South Sudan risks losing millions of dollars in amount earmarked for the construction of Juba-Rumbek Road if the loopholes flagged by the audit chamber shall have not been sealed.
A recent report by the Auditor-General has exposed flaws and delays in the building of 396-kilometre highway with the concerns ranging from improper public procurement procedures and the lack of oversight for the project among others.
The audit’s purpose was to determine if the Ministry of Roads and Bridges had made sure that road was constructed “on schedule, at a reasonable cost, and in accordance with quality standards.”
While presenting the report on the construction of Juba-Rumbek Road to the National Assembly, the Auditor-General, Amb. Steven Wondu, revealed that the contractor was not procured through open competitive tendering, but through single sourcing.
“It was therefore not possible to confirm whether the contract was awarded to the most competent contractor at the most reasonable contractor price,” he noted in the findings.
According to Amb.
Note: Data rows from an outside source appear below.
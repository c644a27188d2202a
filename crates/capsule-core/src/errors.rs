//! Host loop and configuration errors
//!
//! The composition layer itself never fails; these errors only come from the
//! host loop driving a program and from loading its configuration.

use serde::{Deserialize, Serialize};

/// Error raised while driving a program through [`crate::Runtime`].
#[derive(Debug, Clone, PartialEq, Eq, Serialize, Deserialize, thiserror::Error)]
pub enum RuntimeError {
    /// A drain processed more messages than the configured budget.
    ///
    /// Usually a message that keeps re-delivering itself, for example an
    /// emission router that matches a message its own update re-issues.
    #[error("Step budget exceeded: more than {limit} messages in one drain")]
    StepBudgetExceeded {
        /// Configured `max_steps_per_drain`
        limit: usize,
    },

    /// No element with the requested id listens to the requested event.
    #[error("No '{event}' listener on element '{id}'")]
    TargetNotFound {
        /// Element id searched for
        id: String,
        /// Event name searched for
        event: String,
    },
}

impl RuntimeError {
    /// Create a step budget error
    pub fn step_budget_exceeded(limit: usize) -> Self {
        Self::StepBudgetExceeded { limit }
    }

    /// Create a missing target error
    pub fn target_not_found(id: impl Into<String>, event: impl Into<String>) -> Self {
        Self::TargetNotFound {
            id: id.into(),
            event: event.into(),
        }
    }

    /// Machine-readable error code.
    pub fn code(&self) -> &'static str {
        match self {
            Self::StepBudgetExceeded { .. } => "RUNTIME_STEP_BUDGET_EXCEEDED",
            Self::TargetNotFound { .. } => "RUNTIME_TARGET_NOT_FOUND",
        }
    }
}

/// Error raised while loading a [`crate::RuntimeConfig`].
#[derive(Debug, Clone, PartialEq, Eq, Serialize, Deserialize, thiserror::Error)]
pub enum ConfigError {
    /// The configuration text could not be parsed.
    #[error("Config parse error: {message}")]
    Parse {
        /// Parser message
        message: String,
    },

    /// The configuration parsed but holds an unusable value.
    #[error("Invalid config: {message}")]
    Invalid {
        /// Description of the offending value
        message: String,
    },
}

impl ConfigError {
    /// Create a parse error
    pub fn parse(message: impl Into<String>) -> Self {
        Self::Parse {
            message: message.into(),
        }
    }

    /// Create an invalid value error
    pub fn invalid(message: impl Into<String>) -> Self {
        Self::Invalid {
            message: message.into(),
        }
    }

    /// Machine-readable error code.
    pub fn code(&self) -> &'static str {
        match self {
            Self::Parse { .. } => "CONFIG_PARSE",
            Self::Invalid { .. } => "CONFIG_INVALID",
        }
    }
}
Wondu, the South Sudan Roads Authority Act, 2011, states that the “Roads Authority is required to assume project management responsibilities for all of South Sudan’s trunk roads.”
But although the audit found that Juba-Rumbek Road is a trunk, “the Authority was not involved in the road’s construction.”
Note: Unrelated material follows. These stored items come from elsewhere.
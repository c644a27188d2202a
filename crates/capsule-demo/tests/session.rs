//! End-to-end scripted sessions

use capsule_core::RuntimeConfig;
use capsule_demo::pages::signup::User;
use capsule_demo::{script, Route, Session};

fn run(text: &str) -> Session {
    let mut session = Session::start(RuntimeConfig::default()).unwrap();
    for step in script::parse(text).unwrap() {
        session.apply(&step).unwrap();
    }
    session
}

#[test]
fn default_script_registers_al_once() {
    let session = run(capsule_demo::DEFAULT_SCRIPT);
    assert_eq!(session.shell().route(), Route::Clock);
    assert_eq!(
        session.shell().users(),
        [User {
            name: "Al".into(),
            age: 30
        }]
    );
    assert!(session.render().contains("2s on this page"));
}

#[test]
fn delayed_increment_lands_when_the_page_stays() {
    let session = run("click:later wait:1500");
    assert!(session.render().contains("<output>1</output>"));
}

#[test]
fn delayed_increment_is_dropped_after_remount() {
    let session = run("click:inc click:later wait:500 nav:counter wait:1500");
    assert!(session.render().contains("<output>0</output>"));
}

#[test]
fn two_submissions_register_two_users() {
    let session = run(
        "nav:signup input:name=Al input:age=30 click:submit \
         input:name=Bo input:age=41 click:submit wait:5000",
    );
    let names: Vec<&str> = session
        .shell()
        .users()
        .iter()
        .map(|user| user.name.as_str())
        .collect();
    assert_eq!(names, ["Al", "Bo"]);
}

#[test]
fn empty_name_cannot_submit() {
    let mut session = run("nav:signup");
    let step = script::Step::Click("submit".into());
    let err = session.apply(&step).unwrap_err();
    assert_eq!(err.code(), "RUNTIME_TARGET_NOT_FOUND");
    assert!(session.shell().users().is_empty());
}

#[test]
fn tight_budget_still_handles_the_default_script() {
    let config = RuntimeConfig::from_toml_str("max_steps_per_drain = 4").unwrap();
    let mut session = Session::start(config).unwrap();
    for step in script::parse(capsule_demo::DEFAULT_SCRIPT).unwrap() {
        session.apply(&step).unwrap();
    }
    assert_eq!(session.shell().users().len(), 1);
}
“It was only involved when a committee was formed to investigate and recommend remedial actions after the road was destroyed by floods in May 2020,” he noted.
Additionally, Amb Wondu, disclosed that the reason the Road Authority was not involved in the road construction was unclear. This despite fact that the project is to swallow $736,533,725 from the coffers when complete.
“There is risk that the quality of the road may be compromised when the Ministry of Roads and Bridges prepares the policies, standards, and specifications for road construction and again monitor and supervise the implementation of the road construction,” he stated.
He noted that the Ministry of Environment and Forestry was not initially involved in feasibility study for the construction and upgrading of Juba-Rumbek Road and as a result, “the design was inadequate and Hydrological information on the volume of water was missing in the feasibility study.”
He said, “Consequently, the river catchment areas along the route were grossly underestimated.”
“As a result, the contractor installed inadequate drainage structures causing water accumulation near Bilpam, which eventually washed out a section of the road.”
However, the report stated that when the design was changed, the work had to equally stop and this later ballooned the resultant cost of the project by $25,408,025, raising the contract price from $711,125,700 to $736,533,725 (approximately over SSP700 billion)
The auditor general also disclosed the existence of “unclear financing agreements,” which were bilateral agreements between the Chinese and South Sudanese governments providing funding for the construction of the road.
He said that initially, the financing was to be through the sale of crude oil but this was cancelled. By the time of auditing in February, 2023, the Ministry of finance had not given the audit report indicating that the construction of the road was being financed.
He said, “Though the Ministry of petroleum indicated that 21,780,134 barrels of crude oil worth $1,558,763,802 had been shipped between 2019 to 2022.
It has not been possible to know how much that oil was meant for financing construction of Juba-Rumbek Road.
He explained that the Juba Rumbek Road has not been constructed within the agreed time. As at the time of audit in February 2023, only 63 kilometres, roughly 16 per cent of the whole work had been done. This left 333 Km or 84 %, for the remaining to be finished in 8 months.
“There is a risk that the road will not be completed within the remaining period. The slow pace in the road construction was mainly attributed to delaying making advance payments and nonpayment of Interim Payment Certificates,” Wondu said.
He further added that the country may in the long-term spend above the market rate for the project.
“Juba-Rumbek Road may have not been constructed at the most reasonable. There was no open competitive tendering, the contractor was acquired through single sourcing, thus there is a possibility that the ministry did not procure the best contractor at the best market price,” he stated.
“In addition, the original design was not properly done and had to be revised at an additional cost of $25,408,025.”
Drawing from the audit’s findings and conclusions, the auditor-general recommended that the government should always make sure that road construction contractors are chosen in cooperation with the Road Authority, the Ministries of Roads and Bridges, Finance, and Planning, in order to guarantee that correct procurement procedure are followed.
“In order to guarantee the attainment of the intended road quality, the Road Authority must execute the project in accordance with the guidelines, norms, and directives established by the Ministry of Roads and Bridges,” he stated.
“The Road Authority should ensure that the works are efficiently supervised by competent engineers and that corrective action is taken on a timely basis to ensure the road works meet the required specification.”
The main causes of the road construction’s slow progress were the failure to pay Interim Payment Certificates and the delay in making advance payments.